*TO DO*. In the entries that follow, the first line to write out is the one containing "on this page.", and the last is the one containing "let link_selector = create_selector(PREVIOUS_LINK_SELECTOR)?;". Reproduce that stretch exactly, with nothing before or after it.

....

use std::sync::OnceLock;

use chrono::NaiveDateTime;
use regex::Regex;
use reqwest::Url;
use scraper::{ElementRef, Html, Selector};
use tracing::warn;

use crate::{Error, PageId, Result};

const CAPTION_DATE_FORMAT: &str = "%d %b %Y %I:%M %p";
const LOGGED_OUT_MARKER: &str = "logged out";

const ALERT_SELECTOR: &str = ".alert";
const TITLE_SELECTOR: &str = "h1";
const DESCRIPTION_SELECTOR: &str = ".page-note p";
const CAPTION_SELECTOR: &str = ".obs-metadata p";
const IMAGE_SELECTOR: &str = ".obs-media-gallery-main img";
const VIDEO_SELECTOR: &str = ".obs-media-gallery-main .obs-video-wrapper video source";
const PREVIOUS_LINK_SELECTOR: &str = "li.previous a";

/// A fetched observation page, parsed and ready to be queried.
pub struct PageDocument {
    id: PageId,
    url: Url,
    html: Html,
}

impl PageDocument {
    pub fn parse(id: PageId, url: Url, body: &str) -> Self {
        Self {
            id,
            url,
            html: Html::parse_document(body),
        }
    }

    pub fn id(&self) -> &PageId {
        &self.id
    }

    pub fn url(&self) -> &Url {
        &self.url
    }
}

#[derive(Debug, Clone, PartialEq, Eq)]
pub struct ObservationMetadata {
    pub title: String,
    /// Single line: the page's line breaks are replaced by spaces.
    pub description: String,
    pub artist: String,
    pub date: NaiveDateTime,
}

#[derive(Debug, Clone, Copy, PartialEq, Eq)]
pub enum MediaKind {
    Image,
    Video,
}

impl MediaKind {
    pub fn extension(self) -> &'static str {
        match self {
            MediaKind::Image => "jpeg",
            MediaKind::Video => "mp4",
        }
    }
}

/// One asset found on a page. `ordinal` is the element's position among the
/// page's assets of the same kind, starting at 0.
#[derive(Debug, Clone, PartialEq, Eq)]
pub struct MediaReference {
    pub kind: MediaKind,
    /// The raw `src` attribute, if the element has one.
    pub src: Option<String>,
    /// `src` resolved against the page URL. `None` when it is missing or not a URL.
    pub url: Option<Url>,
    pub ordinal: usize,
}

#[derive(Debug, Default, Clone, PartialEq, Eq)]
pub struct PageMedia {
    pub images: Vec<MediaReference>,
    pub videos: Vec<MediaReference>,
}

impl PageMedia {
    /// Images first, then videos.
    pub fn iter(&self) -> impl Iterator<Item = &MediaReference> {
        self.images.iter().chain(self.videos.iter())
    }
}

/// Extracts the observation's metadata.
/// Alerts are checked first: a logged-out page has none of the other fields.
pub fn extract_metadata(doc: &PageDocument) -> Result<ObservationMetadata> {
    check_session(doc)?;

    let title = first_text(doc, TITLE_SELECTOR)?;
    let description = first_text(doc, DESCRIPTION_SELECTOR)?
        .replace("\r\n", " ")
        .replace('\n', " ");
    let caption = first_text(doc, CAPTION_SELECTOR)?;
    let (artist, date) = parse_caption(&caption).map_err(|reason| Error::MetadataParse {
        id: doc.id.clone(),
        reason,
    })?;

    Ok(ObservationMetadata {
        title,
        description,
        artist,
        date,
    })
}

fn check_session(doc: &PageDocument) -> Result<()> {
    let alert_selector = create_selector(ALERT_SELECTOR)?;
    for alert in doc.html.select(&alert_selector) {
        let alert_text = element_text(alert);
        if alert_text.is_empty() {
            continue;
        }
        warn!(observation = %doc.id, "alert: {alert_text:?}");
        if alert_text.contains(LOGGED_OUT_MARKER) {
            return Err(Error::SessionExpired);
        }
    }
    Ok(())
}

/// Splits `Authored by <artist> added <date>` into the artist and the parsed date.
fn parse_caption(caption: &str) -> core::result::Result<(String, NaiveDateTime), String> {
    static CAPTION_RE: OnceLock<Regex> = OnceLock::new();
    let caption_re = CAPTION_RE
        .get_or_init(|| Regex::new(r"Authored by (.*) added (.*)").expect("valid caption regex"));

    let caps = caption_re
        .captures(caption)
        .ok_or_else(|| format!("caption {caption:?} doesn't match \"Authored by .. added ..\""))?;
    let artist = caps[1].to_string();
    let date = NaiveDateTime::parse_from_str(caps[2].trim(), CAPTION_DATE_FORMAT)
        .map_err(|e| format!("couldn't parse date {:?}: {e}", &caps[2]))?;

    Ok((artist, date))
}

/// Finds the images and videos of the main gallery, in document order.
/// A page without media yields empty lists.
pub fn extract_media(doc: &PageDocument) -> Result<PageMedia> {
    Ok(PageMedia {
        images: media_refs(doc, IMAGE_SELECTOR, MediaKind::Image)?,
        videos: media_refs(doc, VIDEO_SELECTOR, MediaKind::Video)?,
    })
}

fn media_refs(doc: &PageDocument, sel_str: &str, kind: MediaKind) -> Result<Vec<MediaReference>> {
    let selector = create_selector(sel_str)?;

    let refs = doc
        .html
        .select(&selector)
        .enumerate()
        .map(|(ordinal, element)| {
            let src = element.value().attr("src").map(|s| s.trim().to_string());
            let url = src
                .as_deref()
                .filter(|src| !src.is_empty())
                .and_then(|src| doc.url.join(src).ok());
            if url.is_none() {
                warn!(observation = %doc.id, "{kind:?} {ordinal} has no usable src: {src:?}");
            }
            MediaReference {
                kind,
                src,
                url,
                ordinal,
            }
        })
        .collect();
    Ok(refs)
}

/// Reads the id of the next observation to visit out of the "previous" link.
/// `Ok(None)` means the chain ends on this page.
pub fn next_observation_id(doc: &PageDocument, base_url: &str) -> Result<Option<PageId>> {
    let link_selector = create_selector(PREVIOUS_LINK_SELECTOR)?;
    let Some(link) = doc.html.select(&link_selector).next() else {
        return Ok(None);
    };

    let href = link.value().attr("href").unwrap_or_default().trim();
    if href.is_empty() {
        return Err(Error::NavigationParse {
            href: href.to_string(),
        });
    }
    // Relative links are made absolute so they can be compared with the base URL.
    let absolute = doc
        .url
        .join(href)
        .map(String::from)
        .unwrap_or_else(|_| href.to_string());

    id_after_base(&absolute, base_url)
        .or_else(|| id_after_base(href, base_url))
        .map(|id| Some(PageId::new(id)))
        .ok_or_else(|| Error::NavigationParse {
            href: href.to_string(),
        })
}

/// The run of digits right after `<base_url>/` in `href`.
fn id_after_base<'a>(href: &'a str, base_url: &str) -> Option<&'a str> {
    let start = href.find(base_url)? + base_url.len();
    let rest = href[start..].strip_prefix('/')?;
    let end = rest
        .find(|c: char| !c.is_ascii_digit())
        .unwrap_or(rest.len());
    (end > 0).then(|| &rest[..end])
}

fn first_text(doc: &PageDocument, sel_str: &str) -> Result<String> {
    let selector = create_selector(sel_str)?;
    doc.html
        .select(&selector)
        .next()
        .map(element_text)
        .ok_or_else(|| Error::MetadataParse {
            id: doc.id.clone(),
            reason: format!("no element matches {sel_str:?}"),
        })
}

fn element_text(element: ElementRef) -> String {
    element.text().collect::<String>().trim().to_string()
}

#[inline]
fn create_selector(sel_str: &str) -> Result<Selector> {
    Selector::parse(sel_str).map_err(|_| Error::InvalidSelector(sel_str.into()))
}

....

*PROBLEM SOLUTION*.
/// `Ok(None)` means the chain ends on this page.
pub fn next_observation_id(doc: &PageDocument, base_url: &str) -> Result<Option<PageId>> {
    let link_selector = create_selector(PREVIOUS_LINK_SELECTOR)?;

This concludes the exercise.